Go through the following data and transcribe exactly the stretch of lines from the one holding "self.entries.lock().clone()" to the one holding "pub fn is_empty(&self)", both included.

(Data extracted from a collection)
┄┄┄┄┄┄┄┄┄┄

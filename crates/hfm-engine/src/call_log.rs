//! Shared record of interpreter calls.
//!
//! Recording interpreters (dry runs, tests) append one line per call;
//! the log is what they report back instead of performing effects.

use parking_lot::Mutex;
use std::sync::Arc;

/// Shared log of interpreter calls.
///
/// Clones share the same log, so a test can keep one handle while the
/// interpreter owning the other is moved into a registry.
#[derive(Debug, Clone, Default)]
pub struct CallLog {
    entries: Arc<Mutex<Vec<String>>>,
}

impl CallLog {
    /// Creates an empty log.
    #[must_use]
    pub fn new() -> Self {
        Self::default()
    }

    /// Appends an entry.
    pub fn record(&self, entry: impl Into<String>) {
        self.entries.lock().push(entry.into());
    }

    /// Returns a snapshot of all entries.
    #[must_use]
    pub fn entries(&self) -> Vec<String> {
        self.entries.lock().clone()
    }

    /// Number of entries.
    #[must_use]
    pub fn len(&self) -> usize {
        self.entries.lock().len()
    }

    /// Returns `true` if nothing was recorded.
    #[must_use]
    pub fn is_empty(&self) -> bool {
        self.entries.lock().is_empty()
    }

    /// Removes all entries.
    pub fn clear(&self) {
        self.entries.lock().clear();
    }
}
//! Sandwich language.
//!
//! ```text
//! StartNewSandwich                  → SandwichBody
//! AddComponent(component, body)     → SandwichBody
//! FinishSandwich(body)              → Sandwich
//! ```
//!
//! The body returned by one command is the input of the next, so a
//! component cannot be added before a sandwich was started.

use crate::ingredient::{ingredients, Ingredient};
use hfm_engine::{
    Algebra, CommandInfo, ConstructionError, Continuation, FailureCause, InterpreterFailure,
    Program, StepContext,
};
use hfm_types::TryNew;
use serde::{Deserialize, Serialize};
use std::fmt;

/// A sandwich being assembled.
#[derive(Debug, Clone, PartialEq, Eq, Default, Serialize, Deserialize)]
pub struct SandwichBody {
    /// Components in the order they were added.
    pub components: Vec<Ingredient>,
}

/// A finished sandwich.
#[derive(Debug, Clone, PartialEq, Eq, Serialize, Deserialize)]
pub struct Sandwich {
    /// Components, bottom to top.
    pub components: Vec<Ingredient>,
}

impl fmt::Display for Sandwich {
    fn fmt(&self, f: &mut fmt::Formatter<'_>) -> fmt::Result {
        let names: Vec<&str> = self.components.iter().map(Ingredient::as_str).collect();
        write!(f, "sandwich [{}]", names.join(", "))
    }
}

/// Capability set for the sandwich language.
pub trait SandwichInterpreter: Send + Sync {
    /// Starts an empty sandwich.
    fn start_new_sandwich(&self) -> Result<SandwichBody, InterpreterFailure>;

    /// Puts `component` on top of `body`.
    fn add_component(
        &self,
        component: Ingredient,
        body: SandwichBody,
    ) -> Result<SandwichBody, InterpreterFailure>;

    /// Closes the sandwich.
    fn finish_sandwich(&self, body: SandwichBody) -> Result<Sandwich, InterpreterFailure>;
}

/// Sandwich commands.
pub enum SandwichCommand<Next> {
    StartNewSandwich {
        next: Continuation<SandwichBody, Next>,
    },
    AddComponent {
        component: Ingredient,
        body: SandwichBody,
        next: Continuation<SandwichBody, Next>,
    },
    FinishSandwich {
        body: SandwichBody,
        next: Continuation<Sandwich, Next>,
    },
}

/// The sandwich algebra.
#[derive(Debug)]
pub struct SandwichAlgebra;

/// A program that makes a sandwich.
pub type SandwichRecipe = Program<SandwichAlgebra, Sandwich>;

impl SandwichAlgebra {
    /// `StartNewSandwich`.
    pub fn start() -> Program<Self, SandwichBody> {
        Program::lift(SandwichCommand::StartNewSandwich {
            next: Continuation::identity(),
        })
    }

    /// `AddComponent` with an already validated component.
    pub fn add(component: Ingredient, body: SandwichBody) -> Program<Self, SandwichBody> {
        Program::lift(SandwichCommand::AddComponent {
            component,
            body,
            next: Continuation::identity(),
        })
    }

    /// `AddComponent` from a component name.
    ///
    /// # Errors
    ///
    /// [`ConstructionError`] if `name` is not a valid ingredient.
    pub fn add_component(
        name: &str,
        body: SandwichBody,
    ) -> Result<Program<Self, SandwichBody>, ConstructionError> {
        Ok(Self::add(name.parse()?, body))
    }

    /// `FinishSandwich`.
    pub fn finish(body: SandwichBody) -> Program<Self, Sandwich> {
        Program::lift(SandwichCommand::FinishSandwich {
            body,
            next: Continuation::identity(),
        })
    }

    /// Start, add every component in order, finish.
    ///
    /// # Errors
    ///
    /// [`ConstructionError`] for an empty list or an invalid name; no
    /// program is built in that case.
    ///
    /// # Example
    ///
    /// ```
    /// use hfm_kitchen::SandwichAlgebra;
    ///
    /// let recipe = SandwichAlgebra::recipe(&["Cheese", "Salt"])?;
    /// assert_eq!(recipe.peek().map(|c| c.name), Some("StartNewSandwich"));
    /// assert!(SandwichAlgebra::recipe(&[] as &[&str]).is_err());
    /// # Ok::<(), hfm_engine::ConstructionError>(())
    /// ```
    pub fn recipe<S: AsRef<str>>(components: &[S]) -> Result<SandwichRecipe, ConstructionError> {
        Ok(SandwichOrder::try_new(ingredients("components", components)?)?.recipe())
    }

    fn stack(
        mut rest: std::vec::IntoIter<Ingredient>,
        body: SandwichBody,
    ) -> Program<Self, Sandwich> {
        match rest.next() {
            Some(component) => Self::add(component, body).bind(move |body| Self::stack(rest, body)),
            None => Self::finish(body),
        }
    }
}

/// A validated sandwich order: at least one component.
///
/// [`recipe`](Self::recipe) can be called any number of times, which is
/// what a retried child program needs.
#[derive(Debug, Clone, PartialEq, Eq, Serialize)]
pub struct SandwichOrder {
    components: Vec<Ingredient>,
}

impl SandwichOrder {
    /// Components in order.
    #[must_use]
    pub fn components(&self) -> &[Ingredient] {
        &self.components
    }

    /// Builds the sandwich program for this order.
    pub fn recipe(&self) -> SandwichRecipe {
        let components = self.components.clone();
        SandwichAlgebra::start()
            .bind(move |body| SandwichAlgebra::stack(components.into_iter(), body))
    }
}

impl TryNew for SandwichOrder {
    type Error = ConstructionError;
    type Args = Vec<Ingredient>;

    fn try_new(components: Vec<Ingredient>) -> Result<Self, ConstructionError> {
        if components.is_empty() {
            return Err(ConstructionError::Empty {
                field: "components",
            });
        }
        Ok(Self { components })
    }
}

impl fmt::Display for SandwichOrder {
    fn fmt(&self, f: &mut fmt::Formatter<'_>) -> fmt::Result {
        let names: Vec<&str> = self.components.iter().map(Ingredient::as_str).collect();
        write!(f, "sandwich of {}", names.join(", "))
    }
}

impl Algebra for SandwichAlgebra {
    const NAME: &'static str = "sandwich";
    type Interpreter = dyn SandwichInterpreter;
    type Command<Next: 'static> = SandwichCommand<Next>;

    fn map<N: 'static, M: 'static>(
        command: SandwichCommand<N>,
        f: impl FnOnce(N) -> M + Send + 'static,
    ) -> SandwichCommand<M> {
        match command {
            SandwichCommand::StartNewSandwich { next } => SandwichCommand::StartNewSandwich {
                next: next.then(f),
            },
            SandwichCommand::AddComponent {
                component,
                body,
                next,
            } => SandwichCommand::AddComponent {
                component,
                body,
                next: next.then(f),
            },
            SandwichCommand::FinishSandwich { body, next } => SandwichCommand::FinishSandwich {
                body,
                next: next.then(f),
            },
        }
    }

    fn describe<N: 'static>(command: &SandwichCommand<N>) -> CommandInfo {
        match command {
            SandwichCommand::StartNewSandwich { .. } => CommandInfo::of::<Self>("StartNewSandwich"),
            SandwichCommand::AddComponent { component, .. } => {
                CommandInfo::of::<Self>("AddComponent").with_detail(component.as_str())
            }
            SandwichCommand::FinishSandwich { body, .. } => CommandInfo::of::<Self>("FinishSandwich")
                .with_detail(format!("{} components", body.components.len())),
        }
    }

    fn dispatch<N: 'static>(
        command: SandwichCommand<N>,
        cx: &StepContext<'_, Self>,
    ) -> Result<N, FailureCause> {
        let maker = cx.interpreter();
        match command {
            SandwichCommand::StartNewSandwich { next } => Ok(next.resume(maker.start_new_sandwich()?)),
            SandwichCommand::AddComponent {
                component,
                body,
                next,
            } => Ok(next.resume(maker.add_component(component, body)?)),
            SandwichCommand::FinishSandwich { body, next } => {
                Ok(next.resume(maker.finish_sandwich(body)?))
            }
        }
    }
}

┄┄┄┄┄┄┄┄┄┄

◆ **ANSWER TO THE PROBLEM**
        self.entries.lock().clone()
    }

    /// Number of entries.
    #[must_use]
    pub fn len(&self) -> usize {
        self.entries.lock().len()
    }

    /// Returns `true` if nothing was recorded.
    #[must_use]
    pub fn is_empty(&self) -> bool {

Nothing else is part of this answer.